Blast kills Syrian researcher

Published August 6, 2018

BEIRUT: A research director at a military agency linked to Syria’s chemical weapons programme was assassinated on Saturday, according to a newspaper close to the Syrian government.

The pro-government Al Watan newspaper reported on its website that Aziz Esber, of the Scientific Studies and Research Centre, died in a blast targeting his car in Hama province.

It said Israel was suspected of carrying out the attack.

The Britain-based Syrian Observatory for Human Rights, which monitors the Syria war through local contacts, also reported Esber’s death. It said he specialised in developing rocket systems at the centre’s Masyaf facility in Hama. Esber’s driver was also killed in the blast, according to the newspaper and the Observatory.

An insurgent group calling itself the Abu Amara Brigades claimed responsibility for the operation. The group has previously claimed attacks targeting officials and militia commanders inside government territory.
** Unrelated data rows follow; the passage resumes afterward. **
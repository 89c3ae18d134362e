//! Plain data row types written by output backends.

use sdc_cohort::{AgentSnapshot, GenerationSummary, TickSummary};
use sdc_core::Tick;

/// One agent's pose and score at a given tick.
#[derive(Debug, Clone, Copy, PartialEq)]
pub struct AgentSnapshotRow {
    pub generation: u64,
    pub tick:       u64,
    pub agent_id:   u32,
    pub x:          f32,
    pub y:          f32,
    pub heading:    f32,
    pub velocity:   f32,
    pub alive:      bool,
    /// `"none"`, `"collided"` or `"parked"`.
    pub terminal:   &'static str,
    pub score:      f32,
}

impl AgentSnapshotRow {
    pub fn from_snapshot(generation: u64, tick: Tick, s: &AgentSnapshot) -> Self {
        Self {
            generation,
            tick:     tick.0,
            agent_id: s.agent.0,
            x:        s.position.x,
            y:        s.position.y,
            heading:  s.heading,
            velocity: s.velocity,
            alive:    s.alive,
            terminal: s.terminal.as_str(),
            score:    s.score,
        }
    }
}

/// Summary statistics for one tick of one generation.
#[derive(Debug, Clone, Copy, PartialEq)]
pub struct TickSummaryRow {
    pub generation: u64,
    pub tick:       u64,
    pub dt:         f32,
    pub alive:      u32,
    pub best_score: f32,
    pub mean_score: f32,
}

impl From<&TickSummary> for TickSummaryRow {
    fn from(s: &TickSummary) -> Self {
        Self {
            generation: s.generation,
            tick:       s.tick.0,
            dt:         s.dt,
            alive:      s.alive as u32,
            best_score: s.best_score,
            mean_score: s.mean_score,
        }
    }
}

/// Outcome of one finished generation.
#[derive(Debug, Clone, Copy, PartialEq)]
pub struct GenerationRow {
    pub generation:   u64,
    pub ticks:        u64,
    /// `"all_dead"`, `"time_expired"` or `"aborted"`.
    pub reason:       &'static str,
    pub agents:       u32,
    pub collided:     u32,
    pub parked:       u32,
    pub survivors:    u32,
    /// `None` for an empty cohort.
    pub best_agent:   Option<u32>,
    pub best_fitness: f32,
    pub mean_fitness: f32,
}

impl From<&GenerationSummary> for GenerationRow {
    fn from(s: &GenerationSummary) -> Self {
        Self {
            generation:   s.generation,
            ticks:        s.ticks,
            reason:       s.reason.as_str(),
            agents:       s.agents as u32,
            collided:     s.collided as u32,
            parked:       s.parked as u32,
            survivors:    s.survivors as u32,
            best_agent:   s.best_agent.map(|a| a.0),
            best_fitness: s.best_fitness,
            mean_fitness: s.mean_fitness,
        }
    }
}
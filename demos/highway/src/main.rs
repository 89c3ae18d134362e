//! highway — train a cohort of self-driving cars around generated tracks.
//!
//! Every generation runs on a freshly generated closed track.  Cars see the
//! road through nine raw radars plus their speed ratio and are scored on
//! distance covered while staying on the asphalt.  The best network found is
//! written to `checkpoints/highway-best.json`.
//!
//! ```text
//! cargo run -p highway --release
//! cargo run -p highway --release -- --config highway.json
//! cargo run -p highway --release -- --replay checkpoints/highway-best.json
//! ```
//!
//! Set `RUST_LOG=debug` for per-generation controller logs.

use std::path::{Path, PathBuf};
use std::time::Instant;

use anyhow::{Context, Result, bail};
use serde::Deserialize;
use tracing::info;
use tracing_subscriber::EnvFilter;

use sdc_cohort::{
    AgentSnapshot, CohortBuilder, CohortObserver, FitnessTable, GenerationSummary, RandomSearch, ScenarioConfig,
    TickSummary, Trainer,
};
use sdc_core::{SimConfig, SimRng, Tick};
use sdc_decision::{DecisionFunction, FeedForwardNet, artifact};
use sdc_output::{CohortOutputObserver, CsvWriter, OutputWriter};
use sdc_surface::{Surface, Track, TrackParams};

// ── Constants ─────────────────────────────────────────────────────────────────

const OUTPUT_DIR:     &str     = "output/highway";
const CHECKPOINT:     &str     = "checkpoints/highway-best.json";
const HIDDEN_LAYERS:  &[usize] = &[6];
const REPLAY_COPIES:  usize    = 1;
const SNAPSHOT_TICKS: u64      = 25;

// ── Run file ──────────────────────────────────────────────────────────────────

/// Optional JSON run file; every section falls back to the built-in preset.
#[derive(Deserialize)]
#[serde(default)]
struct RunFile {
    sim:      SimConfig,
    scenario: ScenarioConfig,
    track:    TrackParams,
}

impl Default for RunFile {
    fn default() -> Self {
        Self {
            sim:      SimConfig { snapshot_interval_ticks: SNAPSHOT_TICKS, ..SimConfig::default() },
            scenario: ScenarioConfig::highway(),
            track:    TrackParams::default(),
        }
    }
}

enum Mode {
    Train,
    Replay(PathBuf),
}

fn parse_args() -> Result<(RunFile, Mode)> {
    let mut run = RunFile::default();
    let mut mode = Mode::Train;
    let mut args = std::env::args().skip(1);
    while let Some(arg) = args.next() {
        match arg.as_str() {
            "--config" => {
                let path = args.next().context("--config needs a path")?;
                let text = std::fs::read_to_string(&path).with_context(|| format!("reading {path}"))?;
                run = serde_json::from_str(&text).with_context(|| format!("parsing {path}"))?;
            }
            "--replay" => {
                let path = args.next().context("--replay needs a path")?;
                mode = Mode::Replay(PathBuf::from(path));
            }
            other => bail!("unknown argument {other:?} (expected --config or --replay)"),
        }
    }
    Ok((run, mode))
}

// ── Observer wrapper to print progress ────────────────────────────────────────

struct ProgressObserver<W: OutputWriter> {
    inner:         CohortOutputObserver<W>,
    snapshot_rows: usize,
    tick_rows:     usize,
}

impl<W: OutputWriter> ProgressObserver<W> {
    fn new(inner: CohortOutputObserver<W>) -> Self {
        Self { inner, snapshot_rows: 0, tick_rows: 0 }
    }
}

impl<W: OutputWriter> CohortObserver for ProgressObserver<W> {
    fn on_generation_start(&mut self, generation: u64, surface: &dyn Surface, agents: usize) {
        let raster = surface.raster();
        info!(generation, agents, width = raster.width(), height = raster.height(), "track ready");
    }

    fn on_tick_end(&mut self, summary: &TickSummary) {
        self.tick_rows += 1;
        self.inner.on_tick_end(summary);
    }

    fn on_snapshot(&mut self, generation: u64, tick: Tick, agents: &[AgentSnapshot]) {
        self.snapshot_rows += agents.len();
        self.inner.on_snapshot(generation, tick, agents);
    }

    fn on_generation_end(&mut self, s: &GenerationSummary) {
        print_row(s);
        self.inner.on_generation_end(s);
    }
}

fn print_header() {
    println!(
        "{:<6} {:<7} {:<13} {:<8} {:<10} {:>10} {:>10}",
        "Gen", "Ticks", "Reason", "Crashed", "Survivors", "Best", "Mean"
    );
    println!("{}", "-".repeat(70));
}

fn print_row(s: &GenerationSummary) {
    println!(
        "{:<6} {:<7} {:<13} {:<8} {:<10} {:>10.2} {:>10.2}",
        s.generation,
        s.ticks,
        s.reason.as_str(),
        s.collided,
        s.survivors,
        s.best_fitness,
        s.mean_fitness,
    );
}

// ── main ──────────────────────────────────────────────────────────────────────

fn main() -> Result<()> {
    tracing_subscriber::fmt()
        .with_env_filter(EnvFilter::from_default_env())
        .init();

    let (mut run, mode) = parse_args()?;
    if let Mode::Replay(_) = mode {
        run.scenario.agent_count = REPLAY_COPIES;
        run.sim.epochs = 1;
    }

    println!("=== highway — rust_sdc self-driving cohort ===");
    println!(
        "Agents: {}  |  Epochs: {}  |  Budget: {} ticks  |  Seed: {}",
        run.scenario.agent_count, run.sim.epochs, run.sim.time_budget_ticks, run.sim.seed
    );
    println!();

    // 1. Generate the first track.
    let mut rng = SimRng::new(run.sim.seed);
    let track = Track::new(run.track.clone(), &mut rng)?;
    println!("Track: {} curve samples, start {:?}", track.curve().len(), track.start_pose());

    // 2. Build the cohort.
    let mut cohort = CohortBuilder::new(run.sim.clone(), run.scenario.clone(), track).build()?;

    // 3. Set up output.
    std::fs::create_dir_all(OUTPUT_DIR)?;
    let writer = CsvWriter::new(Path::new(OUTPUT_DIR))?;
    let mut obs = ProgressObserver::new(CohortOutputObserver::new(writer));

    // 4. Train or replay.
    print_header();
    let t0 = Instant::now();
    match mode {
        Mode::Train => {
            let optimizer = RandomSearch::for_scenario(cohort.scenario(), HIDDEN_LAYERS);
            let mut trainer = Trainer::new(optimizer);
            let outcome = trainer.run(&mut cohort, &mut obs)?;

            println!();
            match (outcome.best_policy, outcome.best_generation) {
                (Some(best), Some(generation)) => {
                    artifact::save_to_path(&best, CHECKPOINT)?;
                    println!(
                        "Best fitness {:.2} in generation {generation}, saved to {CHECKPOINT}",
                        outcome.best_fitness
                    );
                }
                _ => println!("No fitness was reported; nothing saved."),
            }
        }
        Mode::Replay(path) => {
            let net: FeedForwardNet = artifact::load_from_path(&path)
                .with_context(|| format!("loading {}", path.display()))?;
            net.validate()?;
            let policies: Vec<Box<dyn DecisionFunction>> = (0..REPLAY_COPIES)
                .map(|_| Box::new(net.clone()) as Box<dyn DecisionFunction>)
                .collect();
            let mut table = FitnessTable::new(REPLAY_COPIES);
            let summary = cohort.run_generation(policies, &mut table, &mut obs)?;
            println!();
            println!("Replay of {} ended after {} ticks: {}", path.display(), summary.ticks, summary.reason.as_str());
        }
    }
    let elapsed = t0.elapsed();

    obs.inner.finish();
    if let Some(e) = obs.inner.take_error() {
        eprintln!("output error: {e}");
    }

    // 5. Summary.
    println!("Run complete in {:.3} s", elapsed.as_secs_f64());
    println!("  agent_snapshots.csv : {} rows", obs.snapshot_rows);
    println!("  tick_summaries.csv  : {} rows", obs.tick_rows);
    println!("  best score ever     : {:.2}", cohort.best_ever());

    Ok(())
}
Western and Israeli intelligence agencies have long accused the SSRC of carrying out Syria’s chemical weapons programme.

In April, the US, Britain and France carried out joint air strikes against the centre’s Damascus facilities in response to an alleged chemical weapons attack by government forces near the capital.

Israel is believed to be behind air strikes targeting the centre’s facilities in Masyaf last month and last September. Israel has been carrying out strikes inside Syria to prevent advanced weapons transfers to the Lebanese militant group Hezbollah, an ally of the Syrian government.

Syrian President Bashar Assad said in an interview in June with Russia’s state-controlled NTV television channel that his government got rid of all its chemical weapons in 2013 and that allegations of their use were a pretext for invasion by other countries.

A UN investigative body determined the government used the nerve agent sarin in an aerial attack on the rebel-held town of Khan Sheikhoun in April last year that killed about 100 people and affected 200 others.